[Python-Dev] bytes / unicode

Wed Jun 23 02:57:48 CEST 2010

On Wed, Jun 23, 2010 at 12:25 PM, Glyph Lefkowitz
<glyph at twistedmatrix.com> wrote:
> I can also appreciate what's been said in this thread a bunch of times: to my knowledge, nobody has actually shown a profile of an application where encoding is significant overhead.  I believe that encoding _will_ be a significant overhead for some applications (and actually I think it will be very significant for some applications that I work on), but optimizations should really be implemented once that's been demonstrated, so that there's a better understanding of what the overhead is, exactly.  Is memory a big deal?  Is CPU?  Is it both?  Do you want to tune for the tradeoff?  etc, etc.  Clever data-structures seem premature until someone has a good idea of all those things.

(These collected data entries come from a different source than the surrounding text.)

//! Tile sides and the axial coordinate system used to build boards.
//!
//! This module provides:
//! - `Side`: the six fixed directions around a tile, in clockwise order
//! - `HexCoord`: axial coordinates for flat-topped hexes
//!
//! The layout engine itself never needs coordinates, it only walks sides.
//! `HexCoord` exists for the board generator, which has to know which
//! cells border which before any ids exist.

use serde::{Deserialize, Serialize};
use std::fmt;

/// One of the six sides of a flat-topped hex tile.
///
/// Order is clockwise starting from the top. The intersection "on" a side is
/// the corner at the clockwise end of that side's edge.
#[derive(Debug, Clone, Copy, PartialEq, Eq, Hash, PartialOrd, Ord, Serialize, Deserialize)]
#[serde(rename_all = "SCREAMING_SNAKE_CASE")]
pub enum Side {
    /// Top edge
    North,
    /// Top-right edge
    NorthEast,
    /// Bottom-right edge
    SouthEast,
    /// Bottom edge
    South,
    /// Bottom-left edge
    SouthWest,
    /// Top-left edge
    NorthWest,
}

impl Side {
    /// All sides in clockwise order starting from North
    pub const ALL: [Side; 6] = [
        Side::North,
        Side::NorthEast,
        Side::SouthEast,
        Side::South,
        Side::SouthWest,
        Side::NorthWest,
    ];

    /// Position of this side in the cyclic order (North = 0)
    pub const fn index(self) -> usize {
        self as usize
    }

    /// Side at the given cyclic position, wrapping around
    pub const fn from_index(index: usize) -> Side {
        Side::ALL[index % 6]
    }

    /// The side facing this one from the neighboring tile
    pub const fn opposite(self) -> Side {
        match self {
            Side::North => Side::South,
            Side::NorthEast => Side::SouthWest,
            Side::SouthEast => Side::NorthWest,
            Side::South => Side::North,
            Side::SouthWest => Side::NorthEast,
            Side::NorthWest => Side::SouthEast,
        }
    }

    /// Next side clockwise
    pub const fn next(self) -> Side {
        Side::from_index(self.index() + 1)
    }

    /// Next side counter-clockwise
    pub const fn previous(self) -> Side {
        Side::from_index(self.index() + 5)
    }
}

impl fmt::Display for Side {
    fn fmt(&self, f: &mut fmt::Formatter<'_>) -> fmt::Result {
        let name = match self {
            Side::North => "NORTH",
            Side::NorthEast => "NORTH_EAST",
            Side::SouthEast => "SOUTH_EAST",
            Side::South => "SOUTH",
            Side::SouthWest => "SOUTH_WEST",
            Side::NorthWest => "NORTH_WEST",
        };
        f.write_str(name)
    }
}

/// Axial coordinate for a flat-topped hex grid.
///
/// In axial coordinates:
/// - `q` increases going south-east
/// - `r` increases going south
/// - The third coordinate `s` (not stored) satisfies: q + r + s = 0
#[derive(Debug, Clone, Copy, PartialEq, Eq, Hash, PartialOrd, Ord, Serialize, Deserialize, Default)]
pub struct HexCoord {
    pub q: i32,
    pub r: i32,
}

impl HexCoord {
    pub const fn new(q: i32, r: i32) -> Self {
        Self { q, r }
    }

    /// The implicit third coordinate (s = -q - r)
    pub const fn s(&self) -> i32 {
        -self.q - self.r
    }

    /// Get the neighbor across a specific side
    pub fn neighbor(&self, side: Side) -> HexCoord {
        match side {
            Side::North => HexCoord::new(self.q, self.r - 1),
            Side::NorthEast => HexCoord::new(self.q + 1, self.r - 1),
            Side::SouthEast => HexCoord::new(self.q + 1, self.r),
            Side::South => HexCoord::new(self.q, self.r + 1),
            Side::SouthWest => HexCoord::new(self.q - 1, self.r + 1),
            Side::NorthWest => HexCoord::new(self.q - 1, self.r),
        }
    }

    /// The six neighbors in clockwise order starting from North
    pub fn neighbors(&self) -> [HexCoord; 6] {
        Side::ALL.map(|side| self.neighbor(side))
    }

    /// Distance to another hex (in hex steps)
    pub fn distance_to(&self, other: &HexCoord) -> u32 {
        let dq = (self.q - other.q).abs();
        let dr = (self.r - other.r).abs();
        let ds = (self.s() - other.s()).abs();
        ((dq + dr + ds) / 2) as u32
    }

    /// Every hex within `radius` steps of this one, ring by ring.
    ///
    /// The first entry is `self`; each ring is listed clockwise.
    pub fn within_radius(&self, radius: u32) -> Vec<HexCoord> {
        let mut cells = vec![*self];
        for ring in 1..=radius as i32 {
            // Start at the ring's north-west corner and walk its six sides.
            let mut cell = HexCoord::new(self.q - ring, self.r);
            for side in [
                Side::NorthEast,
                Side::SouthEast,
                Side::South,
                Side::SouthWest,
                Side::NorthWest,
                Side::North,
            ] {
                for _ in 0..ring {
                    cell = cell.neighbor(side);
                    cells.push(cell);
                }
            }
        }
        cells
    }
}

bzr has a cache of decoded strings in it precisely because decode is
slow. We accept slowness encoding to the users locale because thats
typically much less data to examine than we've examined while
generating the commit/diff/whatever. We also face memory pressure on a
regular basis, and that has been, at least partly, due to UCS4 - our
translation cache helps there because we have less duplicate UCS4
strings.

You're welcome to dig deeper into this, but I don't have more detail
paged into my head at the moment.

-Rob